When construing exclusive jurisdiction clauses, there is a presumption under English law in favour of "one-stop shopping" for dispute resolution. The principle underlying that presumption is that reasonable businessmen who have agreed a regime for dispute resolution in connection with their contract are unlikely to have intended that some disputes, depending on their nature, might fall to be treated by different tribunals. However, in this case, the chosen forum (England) could not exercise jurisdiction over the claim as a whole, and so the judge held that the presumption did not assist.
The judge went on to consider whether the English jurisdiction clause could be enforced in relation to proceedings against persons who are not a party to the agreement.
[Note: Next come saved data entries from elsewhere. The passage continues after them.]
use half::{bf16, f16};
use serde::{Deserialize, Serialize};

#[derive(Debug, thiserror::Error)]
pub enum DTypeError {
    #[error("The backend {1} does not support the dtype {0}")]
    DTypeNotSupportedByBackend(DType, String),
    #[error("Unknown dtype name {0:?}")]
    UnknownDTypeName(String),
    #[cfg(feature = "candle")]
    #[error("The candle dtype {0:?} is not supported")]
    UnsupportedCandleDType(candle_core::DType),
}

#[derive(
    Copy,
    Clone,
    Debug,
    Hash,
    Eq,
    PartialEq,
    PartialOrd,
    Ord,
    Serialize,
    Deserialize,
    strum_macros::Display,
    strum_macros::EnumString,
    strum_macros::EnumIter,
)]
pub enum DType {
    #[strum(serialize = "float64")]
    F64,
    #[strum(serialize = "float32")]
    F32,
    #[strum(serialize = "bfloat16")]
    BF16,
    #[strum(serialize = "float16")]
    F16,
    #[strum(serialize = "int64")]
    I64,
    #[strum(serialize = "int32")]
    I32,
    #[strum(serialize = "uint32")]
    U32,
    #[strum(serialize = "uint8")]
    U8,
    #[strum(serialize = "bool")]
    BOOL,
}

impl DType {
    pub fn size(&self) -> usize {
        match self {
            DType::F64 => 8,
            DType::F32 => 4,
            DType::BF16 => 2,
            DType::F16 => 2,
            DType::I64 => 8,
            DType::I32 => 4,
            DType::U32 => 4,
            DType::U8 => 1,
            DType::BOOL => 1,
        }
    }

    pub fn is_float(&self) -> bool {
        matches!(self, DType::F64 | DType::F32 | DType::BF16 | DType::F16)
    }

    pub fn is_integer(&self) -> bool {
        matches!(self, DType::I64 | DType::I32 | DType::U32 | DType::U8)
    }

    pub fn from_name(name: &str) -> Result<Self, DTypeError> {
        name.parse()
            .map_err(|_| DTypeError::UnknownDTypeName(name.to_string()))
    }

    /// Smallest dtype both operands can be cast to without changing kind.
    ///
    /// Floats win over integers, integers win over bool, and within a kind
    /// the wider type wins. Mixed 16-bit floats widen to `F32`.
    pub fn promote(a: DType, b: DType) -> DType {
        if a == b {
            return a;
        }
        match (a.is_float(), b.is_float()) {
            (true, true) => {
                if a.size() == b.size() {
                    // f16 vs bf16
                    DType::F32
                } else if a.size() > b.size() {
                    a
                } else {
                    b
                }
            }
            (true, false) => a,
            (false, true) => b,
            (false, false) => match (a, b) {
                (DType::BOOL, other) | (other, DType::BOOL) => other,
                (DType::U32, DType::I32) | (DType::I32, DType::U32) => DType::I64,
                _ => {
                    if a.size() >= b.size() {
                        a
                    } else {
                        b
                    }
                }
            },
        }
    }
}

#[cfg(feature = "candle")]
impl TryFrom<DType> for candle_core::DType {
    type Error = DTypeError;
    fn try_from(value: DType) -> Result<Self, Self::Error> {
        Ok(match value {
            DType::F64 => candle_core::DType::F64,
            DType::F32 => candle_core::DType::F32,
            DType::BF16 => candle_core::DType::BF16,
            DType::F16 => candle_core::DType::F16,
            DType::I64 => candle_core::DType::I64,
            DType::U32 => candle_core::DType::U32,
            DType::U8 => candle_core::DType::U8,
            _ => Err(DTypeError::DTypeNotSupportedByBackend(
                value,
                "candle".to_string(),
            ))?,
        })
    }
}

#[cfg(feature = "candle")]
impl TryFrom<candle_core::DType> for DType {
    type Error = DTypeError;
    #[allow(unreachable_patterns)]
    fn try_from(value: candle_core::DType) -> Result<Self, Self::Error> {
        Ok(match value {
            candle_core::DType::F64 => DType::F64,
            candle_core::DType::F32 => DType::F32,
            candle_core::DType::BF16 => DType::BF16,
            candle_core::DType::F16 => DType::F16,
            candle_core::DType::I64 => DType::I64,
            candle_core::DType::U8 => DType::U8,
            candle_core::DType::U32 => DType::U32,
            other => Err(DTypeError::UnsupportedCandleDType(other))?,
        })
    }
}

pub trait DTypeOfPrimitive {
    const DTYPE: DType;
}

impl DTypeOfPrimitive for f64 {
    const DTYPE: DType = DType::F64;
}
impl DTypeOfPrimitive for f32 {
    const DTYPE: DType = DType::F32;
}
impl DTypeOfPrimitive for bf16 {
    const DTYPE: DType = DType::BF16;
}
impl DTypeOfPrimitive for f16 {
    const DTYPE: DType = DType::F16;
}
impl DTypeOfPrimitive for i64 {
    const DTYPE: DType = DType::I64;
}
impl DTypeOfPrimitive for i32 {
    const DTYPE: DType = DType::I32;
}
impl DTypeOfPrimitive for u32 {
    const DTYPE: DType = DType::U32;
}
impl DTypeOfPrimitive for u8 {
    const DTYPE: DType = DType::U8;
}
impl DTypeOfPrimitive for bool {
    const DTYPE: DType = DType::BOOL;
}
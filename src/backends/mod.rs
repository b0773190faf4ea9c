use std::sync::Arc;

use log::warn;

use crate::backends::ndarray_backend::NDArrayNumericTensor;
use crate::dtype::DType;
use crate::handler::converter::ConversionError;
use crate::handler::function::ModuleTable;
use crate::handler::globals::GlobalState;
use crate::handler::registry::{BackendRegistry, RegistryError};
use crate::native_array::NativeArray;

#[cfg(feature = "candle")]
pub mod candle_backend;
pub mod ndarray_backend;
pub mod traced_backend;

/// A loaded backend implementation.
///
/// Besides its function table a backend knows how to move its native
/// payloads to and from the neutral ndarray form, and what "differentiable
/// variable" means for it.
pub trait BackendModule: Send + Sync {
    fn name(&self) -> &str;

    /// Reported version, matched against version-specific functions.
    fn version(&self) -> &str;

    fn module_table(&self) -> &ModuleTable;

    fn invalid_dtypes(&self) -> &[DType] {
        &[]
    }

    fn to_neutral(&self, payload: &NativeArray) -> Result<NDArrayNumericTensor, ConversionError>;

    fn from_neutral(&self, neutral: &NDArrayNumericTensor) -> Result<NativeArray, ConversionError>;

    fn is_variable(&self, _payload: &NativeArray) -> bool {
        false
    }

    /// Plain tensor behind a variable.
    fn variable_data(&self, payload: &NativeArray) -> Result<NativeArray, ConversionError> {
        Ok(payload.clone())
    }

    fn to_variable(&self, payload: NativeArray) -> Result<NativeArray, ConversionError> {
        Ok(payload)
    }

    /// Installs this backend's global state while it is the active backend.
    fn activate(&self, _globals: &mut GlobalState) {}

    fn deactivate(&self, _globals: &mut GlobalState) {}
}

pub const NDARRAY: &str = "ndarray";
pub const TRACED: &str = "traced";
#[cfg(feature = "candle")]
pub const CANDLE: &str = "candle";

/// Registry holding every backend compiled into this crate.
pub fn builtin_registry() -> BackendRegistry {
    let registry = BackendRegistry::new();
    register_builtin_backends(&registry);
    registry
}

fn register_builtin<F>(registry: &BackendRegistry, name: &str, locator: &str, type_names: &[&str], loader: F)
where
    F: Fn() -> Result<Arc<dyn BackendModule>, RegistryError> + Send + Sync + 'static,
{
    if registry.contains(name) {
        return;
    }
    if let Err(err) = registry.register(name, locator, type_names, loader) {
        warn!("Could not register builtin backend {name}: {err}");
    }
}

/// Adds the compiled-in backends that `registry` does not already know.
pub fn register_builtin_backends(registry: &BackendRegistry) {
    register_builtin(
        registry,
        NDARRAY,
        "backends.ndarray",
        &[std::any::type_name::<NDArrayNumericTensor>()],
        || Ok(Arc::new(ndarray_backend::NDArrayBackend::new()) as Arc<dyn BackendModule>),
    );
    register_builtin(
        registry,
        TRACED,
        "backends.traced",
        &[std::any::type_name::<traced_backend::TracedTensor>()],
        || Ok(Arc::new(traced_backend::TracedBackend::new()) as Arc<dyn BackendModule>),
    );
    #[cfg(feature = "candle")]
    register_builtin(
        registry,
        CANDLE,
        "backends.candle",
        &[
            std::any::type_name::<candle_core::Tensor>(),
            std::any::type_name::<candle_core::Var>(),
        ],
        || Ok(Arc::new(candle_backend::CandleBackend::new()) as Arc<dyn BackendModule>),
    );
}
use std::collections::BTreeMap;
use std::fmt::{Debug, Formatter};
use std::sync::atomic::{AtomicBool, Ordering};
use std::sync::{Arc, PoisonError, RwLock};

use crate::array::Array;
use crate::tracking;

#[derive(Clone, Debug)]
pub enum ContainerNode {
    Leaf(Array),
    Branch(BTreeMap<String, ContainerNode>),
}

impl ContainerNode {
    fn collect_leaves(&self, out: &mut Vec<Array>) {
        match self {
            ContainerNode::Leaf(x) => out.push(x.clone()),
            ContainerNode::Branch(children) => {
                for child in children.values() {
                    child.collect_leaves(out);
                }
            }
        }
    }

    fn try_map<E>(&self, f: &mut impl FnMut(&Array) -> Result<Array, E>) -> Result<ContainerNode, E> {
        Ok(match self {
            ContainerNode::Leaf(x) => ContainerNode::Leaf(f(x)?),
            ContainerNode::Branch(children) => ContainerNode::Branch(
                children
                    .iter()
                    .map(|(k, v)| Ok((k.clone(), v.try_map(f)?)))
                    .collect::<Result<_, E>>()?,
            ),
        })
    }

    fn get(&self, path: &[&str]) -> Option<&ContainerNode> {
        match path.split_first() {
            None => Some(self),
            Some((head, rest)) => match self {
                ContainerNode::Branch(children) => children.get(*head)?.get(rest),
                ContainerNode::Leaf(_) => None,
            },
        }
    }
}

pub struct ContainerCell {
    id: u64,
    root: RwLock<ContainerNode>,
    dynamic_backend: AtomicBool,
}

impl ContainerCell {
    pub fn id(&self) -> u64 {
        self.id
    }
}

impl Drop for ContainerCell {
    fn drop(&mut self) {
        tracking::deregister(self.id);
    }
}

/// Nested, string-keyed tree of [`Array`] leaves.
#[derive(Clone)]
pub struct Container {
    cell: Arc<ContainerCell>,
}

impl Container {
    pub fn new(root: ContainerNode) -> Self {
        Self::with_dynamic_backend(root, tracking::dynamic_backend())
    }

    pub fn with_dynamic_backend(root: ContainerNode, dynamic_backend: bool) -> Self {
        let cell = Arc::new(ContainerCell {
            id: tracking::next_id(),
            root: RwLock::new(root),
            dynamic_backend: AtomicBool::new(dynamic_backend),
        });
        tracking::register_container(&cell);
        Self { cell }
    }

    /// Flat container from `(key, leaf)` pairs.
    pub fn from_leaves<K: Into<String>>(leaves: impl IntoIterator<Item = (K, Array)>) -> Self {
        Self::new(ContainerNode::Branch(
            leaves
                .into_iter()
                .map(|(k, v)| (k.into(), ContainerNode::Leaf(v)))
                .collect(),
        ))
    }

    pub(crate) fn from_cell(cell: Arc<ContainerCell>) -> Self {
        Self { cell }
    }

    pub fn id(&self) -> u64 {
        self.cell.id
    }

    pub fn dynamic_backend(&self) -> bool {
        self.cell.dynamic_backend.load(Ordering::Relaxed)
    }

    pub fn set_dynamic_backend(&self, value: bool) {
        self.cell.dynamic_backend.store(value, Ordering::Relaxed);
    }

    pub fn root(&self) -> ContainerNode {
        self.cell.root.read().unwrap_or_else(PoisonError::into_inner).clone()
    }

    /// Leaves in key order, depth first.
    pub fn leaves(&self) -> Vec<Array> {
        let mut out = Vec::new();
        self.cell
            .root
            .read()
            .unwrap_or_else(PoisonError::into_inner)
            .collect_leaves(&mut out);
        out
    }

    /// Leaf at a dotted path such as `"layer0.weight"`.
    pub fn get(&self, path: &str) -> Option<Array> {
        let parts: Vec<&str> = path.split('.').filter(|x| !x.is_empty()).collect();
        match self.cell.root.read().unwrap_or_else(PoisonError::into_inner).get(&parts)? {
            ContainerNode::Leaf(x) => Some(x.clone()),
            ContainerNode::Branch(_) => None,
        }
    }

    /// New container of identical structure with every leaf mapped.
    pub fn try_map<E>(&self, mut f: impl FnMut(&Array) -> Result<Array, E>) -> Result<Container, E> {
        let root = self.root().try_map(&mut f)?;
        Ok(Container::with_dynamic_backend(root, self.dynamic_backend()))
    }
}

impl Debug for Container {
    fn fmt(&self, f: &mut Formatter<'_>) -> std::fmt::Result {
        f.debug_struct("Container")
            .field("id", &self.cell.id)
            .field("dynamic_backend", &self.dynamic_backend())
            .field("root", &self.root())
            .finish()
    }
}
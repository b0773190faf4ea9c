use std::any::Any;
use std::collections::BTreeMap;
use std::fmt::{Debug, Display, Formatter};
use std::str::FromStr;
use std::sync::Arc;

use serde::{Deserialize, Serialize};

#[derive(Clone, Debug, PartialEq, Eq, Hash, Serialize, Deserialize)]
pub enum Device {
    Cpu,
    Cuda(usize),
}

impl Display for Device {
    fn fmt(&self, f: &mut Formatter<'_>) -> std::fmt::Result {
        match self {
            Device::Cpu => write!(f, "cpu"),
            Device::Cuda(i) => write!(f, "cuda:{i}"),
        }
    }
}

#[derive(Debug, thiserror::Error)]
#[error("Unknown device {0:?}")]
pub struct DeviceParseError(String);

impl FromStr for Device {
    type Err = DeviceParseError;

    fn from_str(s: &str) -> Result<Self, Self::Err> {
        match s.split_once(':') {
            None if s == "cpu" => Ok(Device::Cpu),
            None if s == "cuda" => Ok(Device::Cuda(0)),
            Some(("cuda", idx)) => idx
                .parse()
                .map(Device::Cuda)
                .map_err(|_| DeviceParseError(s.to_string())),
            _ => Err(DeviceParseError(s.to_string())),
        }
    }
}

pub type GlobalAttr = Arc<dyn Any + Send + Sync>;

/// Backend-scoped global state: the default device plus named attributes
/// (for example the `RNG` handle of the traced backend).
#[derive(Clone, Default)]
pub struct GlobalState {
    default_device: Option<Device>,
    attrs: BTreeMap<String, GlobalAttr>,
}

impl GlobalState {
    pub fn default_device(&self) -> Option<&Device> {
        self.default_device.as_ref()
    }

    pub fn set_default_device(&mut self, device: Device) {
        self.default_device = Some(device);
    }

    pub fn unset_default_device(&mut self) {
        self.default_device = None;
    }

    pub fn set_attr(&mut self, name: &str, value: GlobalAttr) {
        self.attrs.insert(name.to_string(), value);
    }

    pub fn del_attr(&mut self, name: &str) -> Option<GlobalAttr> {
        self.attrs.remove(name)
    }

    pub fn has_attr(&self, name: &str) -> bool {
        self.attrs.contains_key(name)
    }

    pub fn attr<T: Any + Send + Sync>(&self, name: &str) -> Option<Arc<T>> {
        self.attrs.get(name).cloned()?.downcast::<T>().ok()
    }

    pub fn attr_names(&self) -> impl Iterator<Item = &str> {
        self.attrs.keys().map(String::as_str)
    }
}

impl Debug for GlobalState {
    fn fmt(&self, f: &mut Formatter<'_>) -> std::fmt::Result {
        f.debug_struct("GlobalState")
            .field("default_device", &self.default_device)
            .field("attrs", &self.attrs.keys().collect::<Vec<_>>())
            .finish()
    }
}

#[cfg(test)]
mod tests {
    use super::*;

    #[test]
    fn test_device_parse() {
        assert_eq!("cpu".parse::<Device>().unwrap(), Device::Cpu);
        assert_eq!("cuda:1".parse::<Device>().unwrap(), Device::Cuda(1));
        assert!("tpu".parse::<Device>().is_err());
        assert_eq!(Device::Cuda(2).to_string(), "cuda:2");
    }

    #[test]
    fn test_typed_attr_lookup() {
        let mut g = GlobalState::default();
        g.set_attr("RNG", Arc::new(7u64));
        assert_eq!(g.attr::<u64>("RNG").as_deref(), Some(&7));
        assert!(g.attr::<u32>("RNG").is_none());
        assert!(g.del_attr("RNG").is_some());
        assert!(!g.has_attr("RNG"));
    }
}
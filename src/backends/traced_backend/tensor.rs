use crate::backends::ndarray_backend::NDArrayNumericTensor;

/// Native array of the traced backend. `requires_grad` marks a
/// differentiable variable; results of operations require gradients when
/// any input does.
#[derive(Debug, Clone, PartialEq)]
pub struct TracedTensor {
    data: NDArrayNumericTensor,
    requires_grad: bool,
}

impl TracedTensor {
    pub fn new(data: NDArrayNumericTensor) -> Self {
        Self {
            data,
            requires_grad: false,
        }
    }

    pub fn variable(data: NDArrayNumericTensor) -> Self {
        Self {
            data,
            requires_grad: true,
        }
    }

    pub fn data(&self) -> &NDArrayNumericTensor {
        &self.data
    }

    pub fn requires_grad(&self) -> bool {
        self.requires_grad
    }

    pub fn detach(&self) -> Self {
        Self::new(self.data.clone())
    }

    pub(crate) fn derived(data: NDArrayNumericTensor, inputs: &[&TracedTensor]) -> Self {
        Self {
            data,
            requires_grad: inputs.iter().any(|x| x.requires_grad),
        }
    }
}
There is conflicting caselaw commentary on this point and the judge concluded that "Whether an exclusive jurisdiction clause should be understood to oblige a contractual party to bring claims relating to the contract in the chosen forum even if the claim is one against a non-contracting party, requires a consideration of the contract as a whole including not just the language used in the exclusive jurisdiction clause but also all other terms in the contract that may shed light on what the parties are likely to have intended".
The one-stop presumption cannot apply with the same force when considering claims brought by or against non-parties. In fact, absent "plain language to the contrary", the contracting parties are likely to have intended to neither benefit nor prejudice the non-parties. On the facts of the case, the scope of the exclusive jurisdiction clause here did not extend to claims against non-parties.